The work of Catholic institutions is essential for rebuilding the “climate of trust” in a country that seems to have “lost hope”, especially among young people. 83% of the population lives below the poverty line. Covid has exacerbated the suffering. Everyone’s help is needed to help an exhausted nation. The Pope in Iraq “good news for Christians throughout the Middle East”.
Damascus (AsiaNews) – The Syrian people are marked by “physical, economic and social wounds” caused by almost 10 years of war, sanctions, a health crisis aggravated by the new coronavirus pandemic that can only be cured “with the weapon of charity”.
This is what Card Mario Zenari, apostolic nuncio to Damascus tells AsiaNews, underlining the work “of Catholic institutions” whose work is essential to rebuild the “climate of trust” in a country that seems “to have lost hope”. Especially “among the young”, who in this situation “of stalemate, wall against wall” find no reason to stay, while “83% of the population according to UN sources lives below the poverty line”.
Covid-19 has exacerbated the “physical suffering” of a population already plagued by the conflict, although “the data show limited infections so far”. However, Card Zenari continues, “the virus circulates and is progressing in a particular reality with hospitals in extreme conditions” and which function “only in part. And then we think of the war wounds, the mutilated”. Official numbers speak of nearly 12,000 cases, around 6,000 recoveries and nearly 750 deaths, but the toll could be greater due to underestimation in disputed areas such as Idlib in the northwest.
Ten years of bombing and armed clashes, coupled with jihadist violence, have caused a collapse of the health system. There is a lack of adequate facilities, drugs, oxygen cylinders, personal protective equipment. For three years the Syrian Church – with the collaboration of the Holy See and the personal support of Pope Francis – has launched the “Open Hospitals” project with two structures in Damascus and one in Aleppo.

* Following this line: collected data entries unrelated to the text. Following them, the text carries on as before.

//! Render solutions, pipelines, passes and subpasses
//!
//! The graph is authored offline and shared read-only between the swap chain
//! and every in-flight frame.

use std::sync::Arc;

use crate::render::backend::{
    ClearFlags, CpuDescriptorHandle, ResourceId, ResourceState, RootSignatureId, ScissorRect, Viewport,
};
use crate::render::binding::{ConstantBufferDefinition, DescriptorCollection};
use crate::render::graph::content::RenderQueueContent;
use crate::render::{lookup, RenderResult};

/// What happens to an attachment's contents when a subpass starts
#[derive(Debug, Clone, Copy, PartialEq, Default)]
pub enum LoadOp {
    /// Keep previous contents
    #[default]
    Load,
    /// Contents are undefined
    DontCare,
    /// Clear a render target to a color
    ClearColor([f32; 4]),
    /// Clear a depth-stencil target
    ClearDepthStencil {
        /// Planes to clear
        flags: ClearFlags,
        /// Depth clear value
        depth: f32,
        /// Stencil clear value
        stencil: u8,
    },
}

/// An attachment of a subpass
///
/// `view` indexes the RTV or DSV array of [`RenderGraphResources`]. For
/// render targets, view 0 stands for the current back buffer and view
/// `num_back_buffers` for its sRGB view.
#[derive(Debug, Clone, Copy, PartialEq)]
pub struct AttachmentBinding {
    /// Descriptor index
    pub view: u32,
    /// Load behaviour
    pub load_op: LoadOp,
}

impl AttachmentBinding {
    /// Attachment that keeps its contents
    pub fn load(view: u32) -> Self {
        Self { view, load_op: LoadOp::Load }
    }

    /// Attachment cleared with `load_op`
    pub fn cleared(view: u32, load_op: LoadOp) -> Self {
        Self { view, load_op }
    }
}

/// A barrier applied after a subpass finishes
///
/// Framebuffer 0 stands for the current back buffer.
#[derive(Debug, Clone, Copy, PartialEq, Eq)]
pub struct ViewTransition {
    /// Framebuffer index
    pub framebuffer: u32,
    /// State before
    pub source: ResourceState,
    /// State after
    pub target: ResourceState,
}

/// Contents drawn in order under one root signature bind
#[derive(Debug, Clone, Default)]
pub struct OrderedRenderQueue {
    /// Contents in draw order
    pub contents: Vec<Arc<RenderQueueContent>>,
}

/// A graphics subpass
#[derive(Debug, Clone, Default)]
pub struct GraphicsSubpass {
    /// Render targets
    pub output_attachments: Vec<AttachmentBinding>,
    /// Depth-stencil target
    pub depth_stencil_attachment: Option<AttachmentBinding>,
    /// Queues drawn in order
    pub ordered_render_queue: Vec<OrderedRenderQueue>,
    /// Barriers applied after the subpass
    pub post_view_transitions: Vec<ViewTransition>,
    /// Root signature shared by every draw of the subpass
    pub root_signature: RootSignatureId,
    /// Collections bound by the subpass itself
    pub descriptors: Vec<DescriptorCollection>,
    /// Reflected constant buffers of the subpass collections
    pub constant_buffers: Vec<ConstantBufferDefinition>,
}

/// A render pass
#[derive(Debug, Clone, Default)]
pub struct RenderPass {
    /// Debug name
    pub name: String,
    /// At most one viewport
    pub viewports: Vec<Viewport>,
    /// At most one scissor rectangle
    pub scissor_rects: Vec<ScissorRect>,
    /// Subpasses in order
    pub subpasses: Vec<GraphicsSubpass>,
}

/// A render pipeline
#[derive(Debug, Clone, Default)]
pub struct RenderPipeline {
    /// Debug name
    pub name: String,
    /// Passes in order
    pub passes: Vec<RenderPass>,
    /// Declared starting state of each render target, parallel to
    /// [`RenderSolution::rtv_sources`]
    pub rtv_initial_states: Vec<ResourceState>,
}

/// A render solution: alternative pipelines over the same resources
#[derive(Debug, Clone, Default)]
pub struct RenderSolution {
    /// Debug name
    pub name: String,
    /// Pipelines
    pub pipelines: Vec<RenderPipeline>,
    /// Framebuffer index behind each render target
    pub rtv_sources: Vec<u32>,
}

impl RenderSolution {
    /// Pipeline `id`
    pub fn pipeline(&self, id: u32) -> RenderResult<&RenderPipeline> {
        lookup(&self.pipelines, id as usize, "pipeline")
    }
}

/// Contiguous CPU descriptors of one kind
#[derive(Debug, Clone, Copy, Default, PartialEq, Eq)]
pub struct DescriptorArray {
    /// First descriptor
    pub start: CpuDescriptorHandle,
    /// Handle distance between descriptors
    pub increment: u32,
    /// Number of descriptors
    pub count: u32,
}

impl DescriptorArray {
    /// Handle of descriptor `index`
    pub fn cpu_handle(&self, index: u32) -> RenderResult<CpuDescriptorHandle> {
        if index >= self.count {
            return Err(crate::render::RenderError::out_of_range(
                "descriptor",
                index as usize,
                self.count as usize,
            ));
        }
        Ok(self.start.offset(index, self.increment))
    }
}

/// GPU objects backing a render graph
#[derive(Debug, Clone, Default)]
pub struct RenderGraphResources {
    /// Framebuffers; the first `num_back_buffers` are the swap chain images
    pub framebuffers: Vec<ResourceId>,
    /// Render target views
    pub rtvs: DescriptorArray,
    /// Depth-stencil views
    pub dsvs: DescriptorArray,
    /// Swap chain image count
    pub num_back_buffers: u32,
}

impl RenderGraphResources {
    /// Framebuffer `index`
    pub fn framebuffer(&self, index: u32) -> RenderResult<ResourceId> {
        lookup(&self.framebuffers, index as usize, "framebuffer").copied()
    }
}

“It is the third year – he says – and we hope to continue: we have treated over 40 thousand sick, poor Christians and Muslims, even if in the last period people were afraid to come and get treated because of Covid. This initiative testifies not in words, but in deeds, how powerful the weapon of charity is”.
In fact, physical injuries are added to the “social ones, which have caused serious damage to a mosaic – the Syrian one – variegated and characterized by good coexistence. It too has suffered damage and repairing this fracture will be one of the tasks entrusted to religions “. The work, continues the cardinal, “is enormous, even if so far relations between the religious authorities have remained good. We need to work on this common basis”, taking “the Abu Dhabi declaration [on Brotherhood], accelerating on coexistence and restoring the fabric as a point of reference”.
Finally, there are the “economic” wounds in a “very critical context, with a recovery that is no longer talked about and still less seen. They are wounds aggravated by sanctions, which play their part, but it must be said that the reconstruction work has also stopped; an interruption attributable to various actors and factors. Then there is the Lebanese crisis, at the banking and financial level, with its repercussions on Syria. Finally, Covid-19 which has caused nations that had helped so far economically to shake”.
In this critical context, the work of Catholic agencies is fundamental because “it is capable of going beyond ethnic and religious affiliation. A charity open to all, Muslims and Christians, which aims – continues the nuncio – at the reconstruction of homes, makes up for food emergencies and wants to guarantee the right to study in schools”.
“All of us – underlines Card Zenari – can be the good Samaritan of the parable and help a people exhausted by war and Covid. Syria has run into too many thieves in recent years, who have beaten it and abandoned it on the roadside, disappeared from the radar of the media and from the attention of the international community. Each aid is a very precious drop, although Syria needs real water pipelines, rivers of aid [from the international community and world powers] to be able to recover from a critical humanitarian situation”.
The Pope himself recalled this in his Christmas Urbi et Orbi message, underlining the suffering of children in the areas of war from Iraq to Syria and Yemen. In this context, the pontiff’s apostolic trip to Iraq in March is even more important, which he defines as “good news for Christians throughout the Middle East who no longer feel like beggars, but understand that they are in the heart of the pope. Beyond – concludes Card Zenari – to strengthen interreligious dialogue with the Muslim world, especially Shiite as Patriarch Sako recalled”.